You will NOT get hacked on a home computer. Hackers are not interested in the utter drivel that is on mine and everyone else's

Firewalls are useful in stopping Trojans dialling out but to be honest, if someone wanted to put a dialler on a computer, it would not be rocket science. If you are on BB there is no chance of anything dialling out. There are at least 5 programmes that can by-pass firewalls, 'TooLeaky' having the Gibsonmeisters' grudgingly awarded seal of entry. The Cult of the Dead Cows' Back Orifice, cheekily named after Microsoft's' Back Office, could easily be put on a target computer, if one was really trying and the firewall would still be asleep dreaming of bytes.

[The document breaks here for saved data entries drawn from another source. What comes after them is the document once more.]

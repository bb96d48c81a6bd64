//! `ext_offchain_*` imports.
//!
//! These back the offchain worker surface: the chain-indexing KV write,
//! local/persistent storage, validator flag, network state, randomness,
//! time, transaction submission and the HTTP request registry.

use codec::Decode;
use rand::RngCore as _;
use wasmtime::{Caller, Linker};

use filament_hostapi::{
    KeyValueStore as _, Network as _, StorageKind, TransactionPool as _, TransactionValidity,
    ValidTransaction,
};

use crate::context::HostContext;
use crate::error::HostError;
use crate::mem;

use super::{host_try, memory_of, MODULE};

fn unix_millis() -> u64 {
    std::time::SystemTime::now()
        .duration_since(std::time::UNIX_EPOCH)
        .map(|d| d.as_millis() as u64)
        .unwrap_or(0)
}

pub(super) fn register(linker: &mut Linker<HostContext>) -> Result<(), HostError> {
    linker.func_wrap(
        MODULE,
        "ext_offchain_index_set_version_1",
        |mut caller: Caller<'_, HostContext>, key_span: i64, value_span: i64| {
            let Some(memory) = memory_of(&mut caller) else {
                return;
            };
            let key = host_try!(
                mem::read_span(&memory, &caller, key_span.into()),
                (),
                "ext_offchain_index_set: reading key"
            );
            let value = host_try!(
                mem::read_span(&memory, &caller, value_span.into()),
                (),
                "ext_offchain_index_set: reading value"
            );
            caller.data().node_storage.base.put(key, value);
        },
    )?;

    linker.func_wrap(
        MODULE,
        "ext_offchain_local_storage_set_version_1",
        |mut caller: Caller<'_, HostContext>, kind: i32, key_span: i64, value_span: i64| {
            let Some(memory) = memory_of(&mut caller) else {
                return;
            };
            let Some(kind) = StorageKind::from_u32(kind as u32) else {
                log::warn!(target: "host", "ext_offchain_local_storage_set: unknown storage kind {kind}");
                return;
            };
            let key = host_try!(
                mem::read_span(&memory, &caller, key_span.into()),
                (),
                "ext_offchain_local_storage_set: reading key"
            );
            let value = host_try!(
                mem::read_span(&memory, &caller, value_span.into()),
                (),
                "ext_offchain_local_storage_set: reading value"
            );
            caller.data().node_storage.kind(kind).put(key, value);
        },
    )?;

    linker.func_wrap(
        MODULE,
        "ext_offchain_local_storage_get_version_1",
        |mut caller: Caller<'_, HostContext>, kind: i32, key_span: i64| -> i64 {
            let Some(memory) = memory_of(&mut caller) else {
                return 0;
            };
            let Some(kind) = StorageKind::from_u32(kind as u32) else {
                log::warn!(target: "host", "ext_offchain_local_storage_get: unknown storage kind {kind}");
                return 0;
            };
            let key = host_try!(
                mem::read_span(&memory, &caller, key_span.into()),
                0,
                "ext_offchain_local_storage_get: reading key"
            );
            let value = caller.data().node_storage.kind(kind).get(&key);
            let out = host_try!(
                mem::write_option(&memory, &mut caller, value.as_deref()),
                0,
                "ext_offchain_local_storage_get: writing value"
            );
            out.as_i64()
        },
    )?;

    linker.func_wrap(
        MODULE,
        "ext_offchain_local_storage_clear_version_1",
        |mut caller: Caller<'_, HostContext>, kind_ptr: i32, key_span: i64| {
            let Some(memory) = memory_of(&mut caller) else {
                return;
            };
            // Unlike its siblings, this import passes the kind indirectly:
            // the argument points at a little-endian u32 in linear memory.
            let kind_bytes: [u8; 4] = host_try!(
                mem::read_array(&memory, &caller, kind_ptr as u32),
                (),
                "ext_offchain_local_storage_clear: reading kind"
            );
            let kind_value = u32::from_le_bytes(kind_bytes);
            let Some(kind) = StorageKind::from_u32(kind_value) else {
                log::warn!(
                    target: "host",
                    "ext_offchain_local_storage_clear: unknown storage kind {kind_value}"
                );
                return;
            };
            let key = host_try!(
                mem::read_span(&memory, &caller, key_span.into()),
                (),
                "ext_offchain_local_storage_clear: reading key"
            );
            caller.data().node_storage.kind(kind).delete(&key);
        },
    )?;

    linker.func_wrap(
        MODULE,
        "ext_offchain_local_storage_compare_and_set_version_1",
        |mut caller: Caller<'_, HostContext>,
         kind: i32,
         key_span: i64,
         old_value_span: i64,
         new_value_span: i64|
         -> i32 {
            let Some(memory) = memory_of(&mut caller) else {
                return 0;
            };
            let Some(kind) = StorageKind::from_u32(kind as u32) else {
                log::warn!(
                    target: "host",
                    "ext_offchain_local_storage_compare_and_set: unknown storage kind {kind}"
                );
                return 0;
            };
            let key = host_try!(
                mem::read_span(&memory, &caller, key_span.into()),
                0,
                "ext_offchain_local_storage_compare_and_set: reading key"
            );
            let old_value = host_try!(
                mem::read_span(&memory, &caller, old_value_span.into()),
                0,
                "ext_offchain_local_storage_compare_and_set: reading old value"
            );
            let new_value = host_try!(
                mem::read_span(&memory, &caller, new_value_span.into()),
                0,
                "ext_offchain_local_storage_compare_and_set: reading new value"
            );

            let stored = caller.data().node_storage.kind(kind).get(&key);
            match stored {
                Some(stored) if stored == old_value => {
                    // The write always lands in Local storage, whatever the
                    // kind argument selected for the read.
                    caller.data().node_storage.local.put(key, new_value);
                    1
                }
                Some(_) => 0,
                None => {
                    log::debug!(
                        target: "host",
                        "compare_and_set: no stored value for key 0x{}",
                        hex::encode(&key)
                    );
                    0
                }
            }
        },
    )?;

    linker.func_wrap(
        MODULE,
        "ext_offchain_is_validator_version_1",
        |caller: Caller<'_, HostContext>| -> i32 { caller.data().is_validator as i32 },
    )?;

    linker.func_wrap(
        MODULE,
        "ext_offchain_network_state_version_1",
        |mut caller: Caller<'_, HostContext>| -> i64 {
            let Some(memory) = memory_of(&mut caller) else {
                return 0;
            };
            let Some(network) = caller.data().network.clone() else {
                return 0;
            };
            let encoded = network.network_state().encode();
            let out = host_try!(
                mem::write_owned(&memory, &mut caller, &encoded),
                0,
                "ext_offchain_network_state: writing state"
            );
            out.as_i64()
        },
    )?;

    linker.func_wrap(
        MODULE,
        "ext_offchain_random_seed_version_1",
        |mut caller: Caller<'_, HostContext>| -> i32 {
            let Some(memory) = memory_of(&mut caller) else {
                return 0;
            };
            let mut seed = [0u8; 32];
            rand::rngs::OsRng.fill_bytes(&mut seed);
            let ptr = host_try!(
                mem::write_sized(&memory, &mut caller, &seed),
                0,
                "ext_offchain_random_seed: writing seed"
            );
            ptr as i32
        },
    )?;

    linker.func_wrap(
        MODULE,
        "ext_offchain_submit_transaction_version_1",
        |mut caller: Caller<'_, HostContext>, data_span: i64| -> i64 {
            let Some(memory) = memory_of(&mut caller) else {
                return 0;
            };
            let data = host_try!(
                mem::read_span(&memory, &caller, data_span.into()),
                0,
                "ext_offchain_submit_transaction: reading data"
            );
            let extrinsic = match Vec::<u8>::decode(&mut &data[..]) {
                Ok(extrinsic) => extrinsic,
                Err(err) => {
                    log::error!(target: "host", "failed to decode extrinsic data: {err}");
                    Vec::new()
                }
            };

            caller
                .data()
                .transaction_pool
                .add_to_pool(ValidTransaction::new(
                    extrinsic,
                    TransactionValidity::minimal(),
                ));

            let out = host_try!(
                mem::write_option(&memory, &mut caller, None),
                0,
                "ext_offchain_submit_transaction: writing result"
            );
            out.as_i64()
        },
    )?;

    linker.func_wrap(
        MODULE,
        "ext_offchain_timestamp_version_1",
        |_caller: Caller<'_, HostContext>| -> i64 { (unix_millis() / 1000) as i64 },
    )?;

    linker.func_wrap(
        MODULE,
        "ext_offchain_sleep_until_version_1",
        |_caller: Caller<'_, HostContext>, deadline: i64| {
            let now = unix_millis();
            let deadline = deadline as u64;
            if deadline > now {
                std::thread::sleep(std::time::Duration::from_millis(deadline - now));
            }
        },
    )?;

    linker.func_wrap(
        MODULE,
        "ext_offchain_http_request_start_version_1",
        |mut caller: Caller<'_, HostContext>,
         method_span: i64,
         uri_span: i64,
         _meta_span: i64|
         -> i64 {
            let Some(memory) = memory_of(&mut caller) else {
                return 0;
            };
            let method = host_try!(
                mem::read_span(&memory, &caller, method_span.into()),
                0,
                "ext_offchain_http_request_start: reading method"
            );
            let uri = host_try!(
                mem::read_span(&memory, &caller, uri_span.into()),
                0,
                "ext_offchain_http_request_start: reading uri"
            );
            let method = String::from_utf8_lossy(&method).into_owned();
            let uri = String::from_utf8_lossy(&uri).into_owned();

            let envelope = match caller.data().http.start_request(&method, &uri) {
                Ok(id) => Ok(id.to_le_bytes().to_vec()),
                Err(err) => {
                    log::error!(target: "host", "failed to start request: {err}");
                    Err(())
                }
            };
            let out = host_try!(
                mem::write_result(
                    &memory,
                    &mut caller,
                    envelope.as_ref().map(|v| v.as_slice()).map_err(|_| &[][..])
                ),
                0,
                "ext_offchain_http_request_start: writing result"
            );
            out.as_i64()
        },
    )?;

    linker.func_wrap(
        MODULE,
        "ext_offchain_http_request_add_header_version_1",
        |mut caller: Caller<'_, HostContext>,
         request_id: i32,
         name_span: i64,
         value_span: i64|
         -> i64 {
            let Some(memory) = memory_of(&mut caller) else {
                return 0;
            };
            let name = host_try!(
                mem::read_span(&memory, &caller, name_span.into()),
                0,
                "ext_offchain_http_request_add_header: reading name"
            );
            let value = host_try!(
                mem::read_span(&memory, &caller, value_span.into()),
                0,
                "ext_offchain_http_request_add_header: reading value"
            );
            let name = String::from_utf8_lossy(&name).into_owned();
            let value = String::from_utf8_lossy(&value).into_owned();

            let envelope = match caller
                .data()
                .http
                .add_header(request_id as i16, &name, &value)
            {
                Ok(()) => Ok(()),
                Err(err) => {
                    log::error!(target: "host", "failed to add request header: {err}");
                    Err(())
                }
            };
            let out = host_try!(
                mem::write_result(
                    &memory,
                    &mut caller,
                    envelope.map(|_| &[][..]).map_err(|_| &[][..])
                ),
                0,
                "ext_offchain_http_request_add_header: writing result"
            );
            out.as_i64()
        },
    )?;

    Ok(())
}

However, like my computer, most home computers contain utter drivel which is important to the owner but naff all use to the great unwashed. Bank and credit card details can be culled much easier than rooting through turgid files on a home computer. Hacking is NOT about breaking into home computers, it is about getting onto networks using passwords.

The 'alerts/attacks' are merely computers on the net asking your computer if it is still connected; these queries are called 'handshakes'. When you are connected to the net you could be going through many servers and routers. This occurs in a millisecond, so you do not notice. All these routers and servers need to know that your computer is receiving, so that they can send images and WebPages to your IP, which is in effect, your mailbox or receiving station. When on the Net you can pass through more than 20 servers and routers and they could all be handshaking your computer at short intervals. You will notice many of the 'alerts' come from Telecoms, which should come as no surprise as they own most of the routers etc. It is also interesting and miraculous that the 'alerts' disappear when you pay for the *ahem* Pro-Version of a firewall (see Zonealarm;-) ).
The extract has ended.